The wisdom of amending the R-4 zoning classification in the area is a legislative question for the City Council; as we have consistently cautioned, we cannot permit rezoning under the guise of a variance.9

Accordingly, we reverse.

Order

Now, February 7, 1984, the order of the Court of Common Pleas of Philadelphia County, No. 645, dated May 18,1983, is reversed.

Because the court took no additional evidence, our review is limited to determining whether the board abused its discretion or committed 'an error of law. The board abuses its discretion when it makes findings not supported by substantial evidence. Valley View Civic Association v. Zoning Board of Adjustment, Pa. 462 A.2d 687 (1983).

Section 14-1802 reads, in part, as follows:

Criteria for Granting Variances.
Cl) The Zoning Board of Adjustment shall consider the following criteria in granting a variance. . . . :
(a) that because of the particular physical surround- " ings, shape, or topographical conditions of the specific structure or land involved, a literal enforcement of the provisions of this Title would result in unnecessary hardship;
(b) that the conditions upon which the appeal for a variance is based are unique to the property for which the variance is sought; ....

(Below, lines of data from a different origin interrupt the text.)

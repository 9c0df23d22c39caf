// SPDX-License-Identifier: AGPL-3.0-or-later
//
// Copyright (C) 2026 Relational Network

//! Fixtures shared by unit tests.

use std::sync::Arc;

use async_trait::async_trait;

use crate::auth::{Signer, SigningKeys};
use crate::clock::FixedClock;
use crate::models::UserId;
use crate::state::AppState;
use crate::store::{InMemoryStore, RevocationStore, StoreError};
use crate::users::InMemoryUserRepository;

pub const PRIVATE_PEM: &[u8] = include_bytes!("../testdata/keys/signing.pem");
pub const PUBLIC_PEM: &[u8] = include_bytes!("../testdata/keys/signing.pub.pem");
pub const OTHER_PRIVATE_PEM: &[u8] = include_bytes!("../testdata/keys/other.pem");
pub const OTHER_PUBLIC_PEM: &[u8] = include_bytes!("../testdata/keys/other.pub.pem");

pub fn keys() -> Arc<SigningKeys> {
    Arc::new(SigningKeys::from_pem(PRIVATE_PEM, PUBLIC_PEM).unwrap())
}

pub fn other_keys() -> SigningKeys {
    SigningKeys::from_pem(OTHER_PRIVATE_PEM, OTHER_PUBLIC_PEM).unwrap()
}

/// Signer over the fixture keys with time frozen at `clock`.
pub fn signer(store: Arc<dyn RevocationStore>, clock: FixedClock) -> Signer {
    Signer::new(keys(), store, Arc::new(clock))
}

/// App state with in-memory store and users, all on `clock`.
pub fn app_state(clock: FixedClock) -> AppState {
    let store: Arc<dyn RevocationStore> = Arc::new(InMemoryStore::new(Arc::new(clock)));
    AppState::new(
        signer(store, clock),
        Arc::new(InMemoryUserRepository::with_cost(4)),
    )
}

/// Store whose every operation times out.
pub struct FailingStore;

#[async_trait]
impl RevocationStore for FailingStore {
    async fn save(&self, _token_id: &str, _user_id: UserId) -> Result<(), StoreError> {
        Err(StoreError::Timeout(std::time::Duration::from_secs(2)))
    }

    async fn load(&self, _token_id: &str) -> Result<UserId, StoreError> {
        Err(StoreError::Timeout(std::time::Duration::from_secs(2)))
    }

    async fn delete(&self, _token_id: &str) -> Result<(), StoreError> {
        Err(StoreError::Timeout(std::time::Duration::from_secs(2)))
    }
}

The transcript of a hearing concerning an earlier variance request for the property, which is part of the record here, also contains testimony from an architect; however, that testimony did not address the hardship question.

At the earlier hearing, Calvanese had testified that he couldn’t build in accordance with the B.-4 requirements because there would be a large amount of unused space in the center of the present lot. However, that statement clearly related only to the waste which would occur if a developer built twin homes around the entire per*176imeter of the lot and, therefore, landlocked the center portion. He also had testified that it would not be feasible to build anything other than condominiums on the site.

Rees v. Zoning Hearing Board of Indiana Township, 11 Pa. Commonwealth Ct. 461, 315 A.2d 317 (1974); Campbell v. Zoning Hearing Board of Plymouth Township, 10 Pa. Commonwealth Ct. 251, 310 A.2d 444 (1973).

Gro Appeal, 440 Pa. 552, 269 A.2d 876 (1970); Bilotta v. Haverford Township Zoning Board of Adjustment, 440 Pa. 105, 270 A.2d 619 (1970); Campbell v. Zoning Hearing Board of Plymouth Township, 10 Pa. Commonwealth Ct. 251, 310 A.2d 444 (1973).

Marple Gardens, Inc. v. Zoning Board of Adjustment, 8 Pa. Commonwealth Ct. 436, 439, 303 A.2d 239, 241 (1973); See also, Gro Appeal, 440 Pa. 552, 269 A.2d 876 (1970); McClure Appeal, 415 Pa. 285, 203 A.2d 534 (1964); Pitale v. Philadelphia Zoning Board of Adjustment, 47 Pa. Commonwealth Ct. 36, 407 A.2d 1372 (1979).

Appeal of American Medical Centers, Inc., 54 Pa. Commonwealth Ct. 573, 422 A.2d 1192 (1980); Upper Moreland Township Board of Commissioners v. Zoning Board, 25 Pa. Commonwealth Ct. 626, 361 A.2d 455 (1976).

Because we reverse the board on the hardship issue, we find it unnecessary to address the association’s other arguments.